■ TASK REQUIREMENTS ■
Starting with the first line below, reproduce each line exactly until you have included the one bearing "const REQUIRED_ITEMS_FIELDS: [&str;".

■ GIVEN DATA ■
use crate::domain::model::{Entry, Ingredient, Recipe, RequiredItem};
use crate::utils::error::{CookbookError, Result};
use serde_json::{Map, Value};
use std::collections::HashSet;

const TYPE_FIELD: &str = "type";
const NAME_FIELD: &str = "name";
const COOK_TIME_FIELDS: [&str; 2] = ["cookTime", "prepTime"];
const REQUIRED_ITEMS_FIELDS: [&str; 2] = ["requiredItems", "requirements"];

/// Turns an untyped `/entry` payload into a typed [`Entry`].
///
/// Only the shape of the payload is checked here. Name uniqueness across
/// the cookbook is enforced by the registry on insert.
pub fn entry_from_payload(payload: &Value) -> Result<Entry> {
    let fields = payload
        .as_object()
        .ok_or(CookbookError::InvalidPayloadError)?;

    match fields.get(TYPE_FIELD).and_then(Value::as_str) {
        Some("ingredient") => {
            let prep_time = cook_time(fields)?;
            let name = entry_name(fields)?;
            Ok(Entry::Ingredient(Ingredient { name, prep_time }))
        }
        Some("recipe") => {
            let required_items = required_items(fields)?;
            let name = entry_name(fields)?;
            Ok(Entry::Recipe(Recipe {
                name,
                required_items,
            }))
        }
        other => Err(CookbookError::InvalidTypeError {
            found: other
                .map(str::to_string)
                .or_else(|| fields.get(TYPE_FIELD).map(Value::to_string)),
        }),
    }
}

fn first_present<'a>(fields: &'a Map<String, Value>, keys: &[&str]) -> Option<&'a Value> {
    keys.iter().find_map(|key| fields.get(*key))
}

fn entry_name(fields: &Map<String, Value>) -> Result<String> {
    match fields.get(NAME_FIELD).and_then(Value::as_str) {
        Some(name) if !name.is_empty() => Ok(name.to_string()),
        _ => Err(CookbookError::InvalidNameError),
    }
}

fn cook_time(fields: &Map<String, Value>) -> Result<u64> {
    let value = first_present(fields, &COOK_TIME_FIELDS).ok_or_else(|| {
        CookbookError::InvalidCookTimeError {
            reason: "cookTime is missing".to_string(),
        }
    })?;

    if let Some(time) = value.as_u64() {
        return Ok(time);
    }

    let reason = match value.as_i64() {
        Some(_) => "cookTime must be greater than or equal to 0",
        None => "cookTime is not an integer",
    };
    Err(CookbookError::InvalidCookTimeError {
        reason: reason.to_string(),
    })
}

fn required_items(fields: &Map<String, Value>) -> Result<Vec<RequiredItem>> {
    let items = first_present(fields, &REQUIRED_ITEMS_FIELDS)
        .ok_or_else(|| invalid_item("the requiredItems list is missing"))?
        .as_array()
        .ok_or_else(|| invalid_item("requiredItems is not a list"))?;

    let mut seen = HashSet::new();
    let mut required = Vec::with_capacity(items.len());

    for item in items {
        let item = item
            .as_object()
            .ok_or_else(|| invalid_item("every required item must be an object"))?;

        let name = item
            .get(NAME_FIELD)
            .and_then(Value::as_str)
            .ok_or_else(|| invalid_item("a required item name is not a string"))?;

        let quantity = item.get("quantity").ok_or_else(|| {
            invalid_item(&format!("required item '{}' has no quantity", name))
        })?;
        let quantity = match quantity.as_u64() {
            Some(quantity) => quantity,
            None if quantity.is_i64() => {
                return Err(invalid_item(&format!(
                    "required item '{}' has a negative quantity",
                    name
                )))
            }
            None => {
                return Err(invalid_item(&format!(
                    "required item '{}' has a quantity which is not an integer",
                    name
                )))
            }
        };

        if !seen.insert(name) {
            return Err(CookbookError::DuplicateRequiredItemError {
                name: name.to_string(),
            });
        }

        required.push(RequiredItem {
            name: name.to_string(),
            quantity,
        });
    }

    Ok(required)
}

fn invalid_item(reason: &str) -> CookbookError {
    CookbookError::InvalidRequiredItemError {
        reason: reason.to_string(),
    }
}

■ ANSWER FOR THIS EXERCISE ■
use crate::domain::model::{Entry, Ingredient, Recipe, RequiredItem};
use crate::utils::error::{CookbookError, Result};
use serde_json::{Map, Value};
use std::collections::HashSet;

const TYPE_FIELD: &str = "type";
const NAME_FIELD: &str = "name";
const COOK_TIME_FIELDS: [&str; 2] = ["cookTime", "prepTime"];
const REQUIRED_ITEMS_FIELDS: [&str; 2] = ["requiredItems", "requirements"];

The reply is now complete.